use clap::{value_parser, Arg, ArgAction, ArgMatches, Command};
use fk::{
    config::{Config, ConfigKey, Overrides},
    error::{FixError, EXIT_CONFIG, EXIT_OK},
    fix_router::{FixInputs, FixRouter},
    llm_generator::{GeminiGenerator, MockGenerator, TextGenerator, API_KEY_ENV},
    reporter::{emit, report},
    request::DEFAULT_SHELL,
};
use std::io;
use std::time::Duration;
use tracing::info;
use tracing_subscriber::EnvFilter;

const DEFAULT_TIMEOUT_SECS: u64 = 60;

fn cli() -> Command {
    Command::new("fk")
        .about("Suggest a fix for the last failed shell command")
        .long_about("fk asks Gemini to correct a failed command and prints the suggestion as a single JSON record for the calling shell")
        .args_conflicts_with_subcommands(true)
        .arg(Arg::new("shell")
            .long("shell")
            .help("Target shell the fix is for")
            .value_name("SHELL")
            .default_value(DEFAULT_SHELL))
        .arg(Arg::new("cmd-b64")
            .long("cmd-b64")
            .help("Base64-encoded failed command")
            .value_name("BASE64"))
        .arg(Arg::new("err-b64")
            .long("err-b64")
            .help("Base64-encoded error output of the failed command")
            .value_name("BASE64"))
        .arg(Arg::new("model")
            .long("model")
            .help("Gemini model to use instead of the configured one")
            .value_name("MODEL"))
        .arg(Arg::new("temperature")
            .long("temperature")
            .help("Sampling temperature (0.0 to 2.0)")
            .value_name("T")
            .value_parser(value_parser!(f64)))
        .arg(Arg::new("max-tokens")
            .long("max-tokens")
            .help("Maximum output tokens (1 to 8192)")
            .value_name("N")
            .value_parser(value_parser!(u32)))
        .arg(Arg::new("auto-confirm")
            .long("auto-confirm")
            .help("Tell the calling shell it may run the fix without asking")
            .action(ArgAction::SetTrue))
        .arg(Arg::new("timeout")
            .long("timeout")
            .help(format!("Seconds to wait for the model before giving up [default: {}]", DEFAULT_TIMEOUT_SECS))
            .value_name("SECS")
            .value_parser(value_parser!(u64).range(1..)))
        .subcommand(Command::new("config")
            .about("Show or change stored preferences")
            .long_about("With no arguments, print every preference. With KEY, print one. With KEY and VALUE, validate and store it.\nKeys: model, temperature, max_output_tokens, auto_confirm")
            .arg(Arg::new("key").help("Preference to read or write"))
            .arg(Arg::new("value").help("New value for KEY")))
}

#[tokio::main]
async fn main() -> anyhow::Result<()> {
    tracing_subscriber::fmt()
        .with_env_filter(EnvFilter::try_from_default_env().unwrap_or_else(|_| EnvFilter::new("warn")))
        .with_writer(io::stderr)
        .init();

    let matches = match cli().try_get_matches() {
        Ok(matches) => matches,
        Err(e) if !e.use_stderr() => {
            // --help / --version
            e.print()?;
            return Ok(());
        }
        Err(e) => {
            let rendered = e.to_string();
            let message = rendered
                .lines()
                .next()
                .unwrap_or_default()
                .trim_start_matches("error: ")
                .to_string();
            let report = report(Err(FixError::InvalidInput(message)), false);
            emit(&mut io::stdout().lock(), &report.record)?;
            std::process::exit(report.exit_code);
        }
    };

    let code = match matches.subcommand() {
        Some(("config", sub)) => handle_config(sub)?,
        _ => handle_fix(&matches).await?,
    };

    if code != EXIT_OK {
        std::process::exit(code);
    }
    Ok(())
}

async fn handle_fix(matches: &ArgMatches) -> anyhow::Result<i32> {
    let (config, _) = Config::load();

    let inputs = FixInputs {
        shell: matches.get_one::<String>("shell").cloned(),
        cmd_b64: matches.get_one::<String>("cmd-b64").cloned(),
        err_b64: matches.get_one::<String>("err-b64").cloned(),
        overrides: Overrides {
            model: matches.get_one::<String>("model").cloned(),
            temperature: matches.get_one::<f64>("temperature").copied(),
            max_output_tokens: matches.get_one::<u32>("max-tokens").copied(),
            auto_confirm: matches.get_flag("auto-confirm").then_some(true),
        },
    };
    let timeout = Duration::from_secs(
        matches
            .get_one::<u64>("timeout")
            .copied()
            .unwrap_or(DEFAULT_TIMEOUT_SECS),
    );
    let credential = std::env::var(API_KEY_ENV).ok();

    let report = FixRouter::new(config)
        .process(inputs, credential.as_deref(), |api_key| -> Box<dyn TextGenerator> {
            match MockGenerator::from_env() {
                Some(mock) => Box::new(mock),
                None => Box::new(GeminiGenerator::new(api_key, timeout)),
            }
        })
        .await;

    emit(&mut io::stdout().lock(), &report.record)?;
    Ok(report.exit_code)
}

fn handle_config(matches: &ArgMatches) -> anyhow::Result<i32> {
    let key = matches.get_one::<String>("key");
    let value = matches.get_one::<String>("value");
    let (mut config, _) = Config::load();

    match (key, value) {
        (None, _) => {
            for (key, value) in config.entries() {
                println!("{} = {}", key, value);
            }
            Ok(EXIT_OK)
        }
        (Some(key), None) => match key.parse::<ConfigKey>() {
            Ok(key) => {
                println!("{}", config.get(key));
                Ok(EXIT_OK)
            }
            Err(_) => {
                println!("{}: not found", key);
                Ok(EXIT_CONFIG)
            }
        },
        (Some(key), Some(value)) => {
            let key = match config.set(key, value) {
                Ok(key) => key,
                Err(e) => {
                    eprintln!("Error: {}", e);
                    return Ok(EXIT_CONFIG);
                }
            };
            if let Err(e) = config.save() {
                eprintln!("Error: could not save config: {:#}", e);
                return Ok(EXIT_CONFIG);
            }
            info!("Updated config key {}", key);
            println!("✅ {} = {}", key, config.get(key));
            Ok(EXIT_OK)
        }
    }
}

**Exercise directions:** Write out each entry again, leaving every word as it is.

**Finished task:**
use clap::{value_parser, Arg, ArgAction, ArgMatches, Command};
use fk::{
    config::{Config, ConfigKey, Overrides},
    error::{FixError, EXIT_CONFIG, EXIT_OK},
    fix_router::{FixInputs, FixRouter},
    llm_generator::{GeminiGenerator, MockGenerator, TextGenerator, API_KEY_ENV},
    reporter::{emit, report},
    request::DEFAULT_SHELL,
};
use std::io;
use std::time::Duration;
use tracing::info;
use tracing_subscriber::EnvFilter;

const DEFAULT_TIMEOUT_SECS: u64 = 60;

fn cli() -> Command {
    Command::new("fk")
        .about("Suggest a fix for the last failed shell command")
        .long_about("fk asks Gemini to correct a failed command and prints the suggestion as a single JSON record for the calling shell")
        .args_conflicts_with_subcommands(true)
        .arg(Arg::new("shell")
            .long("shell")
            .help("Target shell the fix is for")
            .value_name("SHELL")
            .default_value(DEFAULT_SHELL))
        .arg(Arg::new("cmd-b64")
            .long("cmd-b64")
            .help("Base64-encoded failed command")
            .value_name("BASE64"))
        .arg(Arg::new("err-b64")
            .long("err-b64")
            .help("Base64-encoded error output of the failed command")
            .value_name("BASE64"))
        .arg(Arg::new("model")
            .long("model")
            .help("Gemini model to use instead of the configured one")
            .value_name("MODEL"))
        .arg(Arg::new("temperature")
            .long("temperature")
            .help("Sampling temperature (0.0 to 2.0)")
            .value_name("T")
            .value_parser(value_parser!(f64)))
        .arg(Arg::new("max-tokens")
            .long("max-tokens")
            .help("Maximum output tokens (1 to 8192)")
            .value_name("N")
            .value_parser(value_parser!(u32)))
        .arg(Arg::new("auto-confirm")
            .long("auto-confirm")
            .help("Tell the calling shell it may run the fix without asking")
            .action(ArgAction::SetTrue))
        .arg(Arg::new("timeout")
            .long("timeout")
            .help(format!("Seconds to wait for the model before giving up [default: {}]", DEFAULT_TIMEOUT_SECS))
            .value_name("SECS")
            .value_parser(value_parser!(u64).range(1..)))
        .subcommand(Command::new("config")
            .about("Show or change stored preferences")
            .long_about("With no arguments, print every preference. With KEY, print one. With KEY and VALUE, validate and store it.\nKeys: model, temperature, max_output_tokens, auto_confirm")
            .arg(Arg::new("key").help("Preference to read or write"))
            .arg(Arg::new("value").help("New value for KEY")))
}

#[tokio::main]
async fn main() -> anyhow::Result<()> {
    tracing_subscriber::fmt()
        .with_env_filter(EnvFilter::try_from_default_env().unwrap_or_else(|_| EnvFilter::new("warn")))
        .with_writer(io::stderr)
        .init();

    let matches = match cli().try_get_matches() {
        Ok(matches) => matches,
        Err(e) if !e.use_stderr() => {
            // --help / --version
            e.print()?;
            return Ok(());
        }
        Err(e) => {
            let rendered = e.to_string();
            let message = rendered
                .lines()
                .next()
                .unwrap_or_default()
                .trim_start_matches("error: ")
                .to_string();
            let report = report(Err(FixError::InvalidInput(message)), false);
            emit(&mut io::stdout().lock(), &report.record)?;
            std::process::exit(report.exit_code);
        }
    };

    let code = match matches.subcommand() {
        Some(("config", sub)) => handle_config(sub)?,
        _ => handle_fix(&matches).await?,
    };

    if code != EXIT_OK {
        std::process::exit(code);
    }
    Ok(())
}

async fn handle_fix(matches: &ArgMatches) -> anyhow::Result<i32> {
    let (config, _) = Config::load();

    let inputs = FixInputs {
        shell: matches.get_one::<String>("shell").cloned(),
        cmd_b64: matches.get_one::<String>("cmd-b64").cloned(),
        err_b64: matches.get_one::<String>("err-b64").cloned(),
        overrides: Overrides {
            model: matches.get_one::<String>("model").cloned(),
            temperature: matches.get_one::<f64>("temperature").copied(),
            max_output_tokens: matches.get_one::<u32>("max-tokens").copied(),
            auto_confirm: matches.get_flag("auto-confirm").then_some(true),
        },
    };
    let timeout = Duration::from_secs(
        matches
            .get_one::<u64>("timeout")
            .copied()
            .unwrap_or(DEFAULT_TIMEOUT_SECS),
    );
    let credential = std::env::var(API_KEY_ENV).ok();

    let report = FixRouter::new(config)
        .process(inputs, credential.as_deref(), |api_key| -> Box<dyn TextGenerator> {
            match MockGenerator::from_env() {
                Some(mock) => Box::new(mock),
                None => Box::new(GeminiGenerator::new(api_key, timeout)),
            }
        })
        .await;

    emit(&mut io::stdout().lock(), &report.record)?;
    Ok(report.exit_code)
}

fn handle_config(matches: &ArgMatches) -> anyhow::Result<i32> {
    let key = matches.get_one::<String>("key");
    let value = matches.get_one::<String>("value");
    let (mut config, _) = Config::load();

    match (key, value) {
        (None, _) => {
            for (key, value) in config.entries() {
                println!("{} = {}", key, value);
            }
            Ok(EXIT_OK)
        }
        (Some(key), None) => match key.parse::<ConfigKey>() {
            Ok(key) => {
                println!("{}", config.get(key));
                Ok(EXIT_OK)
            }
            Err(_) => {
                println!("{}: not found", key);
                Ok(EXIT_CONFIG)
            }
        },
        (Some(key), Some(value)) => {
            let key = match config.set(key, value) {
                Ok(key) => key,
                Err(e) => {
                    eprintln!("Error: {}", e);
                    return Ok(EXIT_CONFIG);
                }
            };
            if let Err(e) = config.save() {
                eprintln!("Error: could not save config: {:#}", e);
                return Ok(EXIT_CONFIG);
            }
            info!("Updated config key {}", key);
            println!("✅ {} = {}", key, config.get(key));
            Ok(EXIT_OK)
        }
    }
}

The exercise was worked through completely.